|Chase, Christopher C.|
Submitted to: Journal of Wildlife Diseases
Publication Type: Peer Reviewed Journal
Publication Acceptance Date: 1/14/2008
Publication Date: 7/1/2008
Citation: Chase, C.C., Braun, L.J., Leslie-Steen, P., Graham, T., Miskimins, D., Ridpath, J.F. 2008. Bovine Viral Diarrhea Virus Multiorgan Infection in Two White-Tailed Deer in Southeastern South Dakota. Journal of Wildlife Diseases. 44(3):753-759. Interpretive Summary: Recent estimates put the white-tailed deer population in the United States at around 30 million with deer densities in some rural areas running between 20 and 30 per square mile. The high density of white-tailed deer results in increased contact between this wild species and domestic cattle. This report describes apparent persistent bovine viral diarrhea virus (BVDV) infections in two white-tailed deer captured from the wild. BVDV is an important pathogen of cattle. Cattle persistently infected (PI) with BVDV very efficiently spread BVDV to any cattle with which they come into contact. The reduction of BVDV infections in the U.S. is dependent on the detection and removal of PI cattle. The capture of apparently PI white-tailed deer suggests that it may also be necessary to test and remove PI deer from wild deer populations.
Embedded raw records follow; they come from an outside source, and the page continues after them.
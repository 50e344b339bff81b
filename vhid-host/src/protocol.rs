// Copyright 2024 Cloud Hypervisor Authors. All rights reserved.
// SPDX-License-Identifier: Apache-2.0

//! Wire records exchanged with the client, one JSON object per line.

use std::iter;

use devices::hid::{Completion, HidError, Operation, Response, Status};
use serde::{Deserialize, Serialize};

/// What a request asks for
#[derive(Clone, Copy, Debug, PartialEq, Eq, Serialize, Deserialize)]
pub enum RequestOp {
    /// Abort the deferred read whose tag is `target`
    Cancel,
    #[serde(untagged)]
    Device(Operation),
}

/// One client request
#[derive(Clone, Debug, Default, PartialEq, Eq, Serialize, Deserialize)]
#[serde(default)]
pub struct WireRequest {
    /// Client-chosen identifier echoed in the response
    pub tag: u64,
    pub op: Option<RequestOp>,
    /// Collection id for collection-scoped operations
    pub report_id: Option<u8>,
    /// Report bytes for write-direction operations
    pub buffer: Vec<u8>,
    /// Packed string id / language id for string operations
    pub value: Option<u32>,
    /// Capacity of the client's output buffer
    pub output_len: usize,
    /// Tag of the read to cancel
    pub target: Option<u64>,
}

impl WireRequest {
    pub fn new(tag: u64, op: RequestOp) -> Self {
        Self {
            tag,
            op: Some(op),
            ..Default::default()
        }
    }

    /// Marshal the IOCTL input buffer for `operation`.
    ///
    /// Write transfers are `report id + report`, read transfers carry the
    /// report id alone and string requests the little-endian argument.
    pub fn input_buffer(&self, operation: Operation) -> Vec<u8> {
        match operation {
            Operation::WriteReport | Operation::SetFeature | Operation::SetOutputReport => {
                match self.report_id {
                    Some(id) => iter::once(id).chain(self.buffer.iter().copied()).collect(),
                    None => Vec::new(),
                }
            }
            Operation::GetFeature | Operation::GetInputReport => {
                self.report_id.into_iter().collect()
            }
            Operation::GetString | Operation::GetIndexedString => match self.value {
                Some(value) => value.to_le_bytes().to_vec(),
                None => Vec::new(),
            },
            _ => Vec::new(),
        }
    }
}

/// One response line
#[derive(Clone, Debug, PartialEq, Eq, Serialize, Deserialize)]
pub struct WireResponse {
    pub tag: u64,
    pub status: Status,
    pub ntstatus: u32,
    pub bytes_written: usize,
    pub data: Vec<u8>,
    /// Set on the final response of a request that was parked
    pub deferred: bool,
}

impl WireResponse {
    pub fn status(tag: u64, status: Status) -> Self {
        Self {
            tag,
            status,
            ntstatus: status.ntstatus(),
            bytes_written: 0,
            data: Vec::new(),
            deferred: false,
        }
    }

    pub fn error(tag: u64, error: &HidError) -> Self {
        Self::status(tag, error.status())
    }

    pub fn complete(tag: u64, response: Response) -> Self {
        Self {
            bytes_written: response.bytes_written,
            data: response.data,
            ..Self::status(tag, Status::Success)
        }
    }

    /// Final response of a deferred read
    pub fn deferred(tag: u64, completion: Completion) -> Self {
        let response = match completion {
            Ok(data) => Self {
                bytes_written: data.len(),
                data,
                ..Self::status(tag, Status::Success)
            },
            Err(e) => Self::error(tag, &e),
        };
        Self {
            deferred: true,
            ..response
        }
    }
}

#[cfg(test)]
mod tests {
    use super::*;

    #[test]
    fn test_parse_device_request() {
        let req: WireRequest = serde_json::from_str(
            r#"{"tag":7,"op":"WriteReport","report_id":1,"buffer":[1,42,0,0,0,0,0,0]}"#,
        )
        .unwrap();
        assert_eq!(req.tag, 7);
        assert_eq!(req.op, Some(RequestOp::Device(Operation::WriteReport)));
        assert_eq!(
            req.input_buffer(Operation::WriteReport),
            vec![1, 1, 42, 0, 0, 0, 0, 0, 0]
        );
    }

    #[test]
    fn test_parse_cancel() {
        let req: WireRequest =
            serde_json::from_str(r#"{"tag": 9, "op": "Cancel", "target": 3}"#).unwrap();
        assert_eq!(req.op, Some(RequestOp::Cancel));
        assert_eq!(req.target, Some(3));
    }

    #[test]
    fn test_unknown_op_rejected() {
        let json = r#"{"tag": 1, "op": "Reboot"}"#;
        let err = serde_json::from_str::<WireRequest>(json).unwrap_err();
        assert!(err.is_data());
    }

    #[test]
    fn test_input_buffers() {
        let mut req = WireRequest::new(1, RequestOp::Device(Operation::GetString));
        req.value = Some(0x0409_000F);
        assert_eq!(
            req.input_buffer(Operation::GetString),
            vec![0x0F, 0x00, 0x09, 0x04]
        );

        req.report_id = Some(1);
        assert_eq!(req.input_buffer(Operation::GetInputReport), vec![1]);
        assert!(req.input_buffer(Operation::GetDeviceDescriptor).is_empty());

        req.report_id = None;
        assert!(req.input_buffer(Operation::SetFeature).is_empty());
    }

    #[test]
    fn test_response_encoding() {
        let resp = WireResponse::deferred(4, Ok(vec![1, 9]));
        let json = serde_json::to_string(&resp).unwrap();
        let expected = concat!(
            r#"{"tag":4,"status":"Success","ntstatus":0,"#,
            r#""bytes_written":2,"data":[1,9],"deferred":true}"#,
        );
        assert_eq!(json, expected);

        let resp = WireResponse::deferred(5, Err(HidError::Cancelled));
        assert_eq!(resp.status, Status::Cancelled);
        assert_eq!(resp.ntstatus, 0xC000_0120);
        assert_eq!(resp.bytes_written, 0);
    }
}
// Copyright 2024 Cloud Hypervisor Authors. All rights reserved.
// SPDX-License-Identifier: Apache-2.0

//! HID descriptors
//!
//! The two descriptor blobs the class driver asks for before anything else:
//! the HID class descriptor ("device descriptor") and the report descriptor.
//! Both are fixed once the device is created. The report descriptor may be
//! replaced by an override supplied by the device's parameter store, in
//! which case the length field of the class descriptor follows it.

use log::{info, warn};
use vm_memory::{ByteValued, Le16, Le32};

use super::report::{CONTROL_FEATURE_REPORT_ID, ControlInfo, InputReport, OutputReport, Report};

/// Vendor id reported in the device attributes
pub const HIDMINI_VID: u16 = 0xDEED;

/// Product id reported in the device attributes
pub const HIDMINI_PID: u16 = 0xFEED;

/// Version number reported in the device attributes
pub const HIDMINI_VERSION: u16 = 0x0101;

/// HID class descriptor type
const HID_HID_DESCRIPTOR_TYPE: u8 = 0x21;

/// Report descriptor type
const HID_REPORT_DESCRIPTOR_TYPE: u8 = 0x22;

/// HID specification release 1.00
const HID_SPEC_RELEASE: u16 = 0x0100;

const FEATURE_REPORT_SIZE_CB: usize = ControlInfo::SIZE - 1;
const INPUT_REPORT_SIZE_CB: usize = InputReport::SIZE - 1;
const OUTPUT_REPORT_SIZE_CB: usize = OutputReport::SIZE - 1;

/// Compiled-in report descriptor: one vendor-defined application collection
/// carrying a feature, an input and an output report, all with report id 1.
#[rustfmt::skip]
pub const DEFAULT_REPORT_DESCRIPTOR: &[u8] = &[
    0x06, 0x00, 0xFF,                  // Usage Page (Vendor Defined 0xFF00)
    0x09, 0x01,                        // Usage (Vendor Usage 0x01)
    0xA1, 0x01,                        // Collection (Application)
    0x85, CONTROL_FEATURE_REPORT_ID,   //   Report ID (1)
    0x09, 0x01,                        //   Usage (Vendor Usage 0x01)
    0x15, 0x00,                        //   Logical Minimum (0)
    0x26, 0xFF, 0x00,                  //   Logical Maximum (255)
    0x75, 0x08,                        //   Report Size (8)
    0x96,                              //   Report Count (feature)
    (FEATURE_REPORT_SIZE_CB & 0xFF) as u8,
    (FEATURE_REPORT_SIZE_CB >> 8) as u8,
    0xB1, 0x00,                        //   Feature (Data, Ary, Abs)
    0x09, 0x01,                        //   Usage (Vendor Usage 0x01)
    0x75, 0x08,                        //   Report Size (8)
    0x96,                              //   Report Count (input)
    (INPUT_REPORT_SIZE_CB & 0xFF) as u8,
    (INPUT_REPORT_SIZE_CB >> 8) as u8,
    0x81, 0x00,                        //   Input (Data, Ary, Abs)
    0x09, 0x01,                        //   Usage (Vendor Usage 0x01)
    0x75, 0x08,                        //   Report Size (8)
    0x96,                              //   Report Count (output)
    (OUTPUT_REPORT_SIZE_CB & 0xFF) as u8,
    (OUTPUT_REPORT_SIZE_CB >> 8) as u8,
    0x91, 0x00,                        //   Output (Data, Ary, Abs)
    0xC0,                              // End Collection
];

/// Size of the HID class descriptor on the wire
pub const HID_DESCRIPTOR_SIZE: usize = std::mem::size_of::<HidDescriptor>();

/// Size of the device attributes record on the wire
pub const DEVICE_ATTRIBUTES_SIZE: usize = std::mem::size_of::<DeviceAttributes>();

/// HID class descriptor with a single report descriptor entry
#[repr(C, packed)]
#[derive(Clone, Copy, Debug, Default, PartialEq, Eq)]
pub struct HidDescriptor {
    pub b_length: u8,
    pub b_descriptor_type: u8,
    pub bcd_hid: Le16,
    pub b_country: u8,
    pub b_num_descriptors: u8,
    pub b_report_type: u8,
    pub w_report_length: Le16,
}

// SAFETY: packed struct of integer fields, every bit pattern is valid.
unsafe impl ByteValued for HidDescriptor {}

impl HidDescriptor {
    /// Class descriptor announcing a report descriptor of `report_length` bytes
    pub fn new(report_length: u16) -> Self {
        Self {
            b_length: HID_DESCRIPTOR_SIZE as u8,
            b_descriptor_type: HID_HID_DESCRIPTOR_TYPE,
            bcd_hid: Le16::from(HID_SPEC_RELEASE),
            b_country: 0x00,
            b_num_descriptors: 1,
            b_report_type: HID_REPORT_DESCRIPTOR_TYPE,
            w_report_length: Le16::from(report_length),
        }
    }

    pub fn report_length(&self) -> u16 {
        let len = self.w_report_length;
        len.into()
    }
}

/// Device attributes record returned for GetDeviceAttributes
#[repr(C, packed)]
#[derive(Clone, Copy, Debug, Default, PartialEq, Eq)]
pub struct DeviceAttributes {
    pub size: Le32,
    pub vendor_id: Le16,
    pub product_id: Le16,
    pub version_number: Le16,
    pub reserved: [Le16; 11],
}

// SAFETY: packed struct of integer fields, every bit pattern is valid.
unsafe impl ByteValued for DeviceAttributes {}

impl DeviceAttributes {
    pub fn new(vendor_id: u16, product_id: u16, version_number: u16) -> Self {
        Self {
            size: Le32::from(DEVICE_ATTRIBUTES_SIZE as u32),
            vendor_id: Le16::from(vendor_id),
            product_id: Le16::from(product_id),
            version_number: Le16::from(version_number),
            reserved: Default::default(),
        }
    }
}

/// Source of an optional replacement report descriptor.
///
/// Consulted exactly once, when the device is created.
pub trait DescriptorSource {
    fn try_load_override_descriptor(&self) -> Option<Vec<u8>>;
}

/// Descriptor source that never overrides the compiled-in descriptor
#[derive(Clone, Copy, Debug, Default)]
pub struct NoOverride;

impl DescriptorSource for NoOverride {
    fn try_load_override_descriptor(&self) -> Option<Vec<u8>> {
        None
    }
}

/// The descriptor pair selected for one device instance
#[derive(Clone, Debug)]
pub struct DescriptorSet {
    hid_descriptor: HidDescriptor,
    report_descriptor: Vec<u8>,
    from_override: bool,
}

impl DescriptorSet {
    /// Select the descriptor pair.
    ///
    /// A present, non-empty override replaces the report descriptor and the
    /// class descriptor's length field is patched to match. Anything else,
    /// including an override too long for the 16-bit length field, falls
    /// back to the compiled-in pair.
    pub fn select(override_bytes: Option<Vec<u8>>) -> Self {
        match override_bytes {
            Some(bytes) if !bytes.is_empty() => match u16::try_from(bytes.len()) {
                Ok(len) => {
                    info!("Using override report descriptor ({len} bytes)");
                    Self {
                        hid_descriptor: HidDescriptor::new(len),
                        report_descriptor: bytes,
                        from_override: true,
                    }
                }
                Err(_) => {
                    warn!(
                        "Override report descriptor too long ({} bytes), using default",
                        bytes.len()
                    );
                    Self::default()
                }
            },
            _ => Self::default(),
        }
    }

    /// Select the descriptor pair from a parameter store
    pub fn from_source<S: DescriptorSource + ?Sized>(source: &S) -> Self {
        Self::select(source.try_load_override_descriptor())
    }

    /// Device (HID class) descriptor bytes
    pub fn device_descriptor(&self) -> &[u8] {
        self.hid_descriptor.as_slice()
    }

    pub fn hid_descriptor(&self) -> &HidDescriptor {
        &self.hid_descriptor
    }

    pub fn report_descriptor(&self) -> &[u8] {
        &self.report_descriptor
    }

    /// Whether the report descriptor came from the override source
    pub fn is_override(&self) -> bool {
        self.from_override
    }
}

impl Default for DescriptorSet {
    fn default() -> Self {
        Self {
            hid_descriptor: HidDescriptor::new(DEFAULT_REPORT_DESCRIPTOR.len() as u16),
            report_descriptor: DEFAULT_REPORT_DESCRIPTOR.to_vec(),
            from_override: false,
        }
    }
}

#[cfg(test)]
mod tests {
    use super::*;

    struct FixedOverride(Vec<u8>);

    impl DescriptorSource for FixedOverride {
        fn try_load_override_descriptor(&self) -> Option<Vec<u8>> {
            Some(self.0.clone())
        }
    }

    #[test]
    fn test_descriptor_sizes() {
        assert_eq!(HID_DESCRIPTOR_SIZE, 9);
        assert_eq!(DEVICE_ATTRIBUTES_SIZE, 32);
    }

    #[test]
    fn test_default_descriptor_bytes() {
        let set = DescriptorSet::default();
        let len = DEFAULT_REPORT_DESCRIPTOR.len() as u16;

        assert!(!set.is_override());
        assert_eq!(
            set.device_descriptor(),
            &[0x09, 0x21, 0x00, 0x01, 0x00, 0x01, 0x22, len as u8, (len >> 8) as u8]
        );
        assert_eq!(set.report_descriptor(), DEFAULT_REPORT_DESCRIPTOR);
    }

    #[test]
    fn test_default_report_descriptor_counts() {
        // Report Count items follow the report sizes minus the id byte
        let counts: Vec<u16> = DEFAULT_REPORT_DESCRIPTOR
            .windows(3)
            .filter(|w| w[0] == 0x96)
            .map(|w| u16::from(w[1]) | (u16::from(w[2]) << 8))
            .collect();
        assert_eq!(counts, vec![9, 1, 7]);
        assert_eq!(DEFAULT_REPORT_DESCRIPTOR.last(), Some(&0xC0));
    }

    #[test]
    fn test_override_patches_length() {
        let blob = vec![0x05, 0x01, 0x09, 0x02, 0xA1, 0x01, 0xC0];
        let set = DescriptorSet::from_source(&FixedOverride(blob.clone()));

        assert!(set.is_override());
        assert_eq!(set.report_descriptor(), blob.as_slice());
        assert_eq!(set.hid_descriptor().report_length(), 7);
        assert_eq!(set.device_descriptor()[7], 7);
        assert_eq!(set.device_descriptor()[8], 0);
    }

    #[test]
    fn test_empty_override_falls_back() {
        let set = DescriptorSet::from_source(&FixedOverride(Vec::new()));
        assert!(!set.is_override());
        assert_eq!(set.report_descriptor(), DEFAULT_REPORT_DESCRIPTOR);

        let set = DescriptorSet::from_source(&NoOverride);
        assert!(!set.is_override());
    }

    #[test]
    fn test_oversized_override_falls_back() {
        let set = DescriptorSet::select(Some(vec![0u8; usize::from(u16::MAX) + 1]));
        assert!(!set.is_override());
        assert_eq!(
            usize::from(set.hid_descriptor().report_length()),
            DEFAULT_REPORT_DESCRIPTOR.len()
        );
    }

    #[test]
    fn test_device_attributes_layout() {
        let attrs = DeviceAttributes::new(HIDMINI_VID, HIDMINI_PID, HIDMINI_VERSION);
        let bytes = attrs.as_slice();

        assert_eq!(&bytes[0..4], &[32, 0, 0, 0]);
        assert_eq!(&bytes[4..10], &[0xED, 0xDE, 0xED, 0xFE, 0x01, 0x01]);
        assert!(bytes[10..].iter().all(|&b| b == 0));
    }
}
Technical Abstract: The role of wild ruminants especially cervids in the transmission of bovine viral diarrhea virus (BVDV) has remained an enigma. Two white-tailed deer (Odocoileus virginianus) were submitted to the Animal Disease Research and Diagnostic Laboratory (ADRDL) in the fall of 2003 by the South Dakota Game Fish and Parks for chronic wasting disease (CWD) testing. Both animals were CWD negative. The animals were necropsied and histopathology, viral antigen detection and virus isolation were performed. A noncytopathic (NCP) BVDV was isolated from the lungs and several other tissues of both animals. Formalin-fixed ear notches from both animals were immunohistochemistry positive for BVDV antigen. The BVDV isolates were typed using polymerase chain reaction in 5'UTR region and one isolate was typed a type 2a and the other a type 1b. This is the first report of possible persistent infection in white-tailed deer. Establishment of persistent infections in white-tailed deer populations would represent a serious problem for BVDV control. Recent estimates put the white-tailed deer population in the United States at around 30 million with deer densities in some rural areas running between 20 and 30 per square mile. The implications of these BVDV isolations on biosecurity and prevention programs are alarming as a BVDV reservoir in white-tailed deer represents a huge contact risk for domestic cattle herds.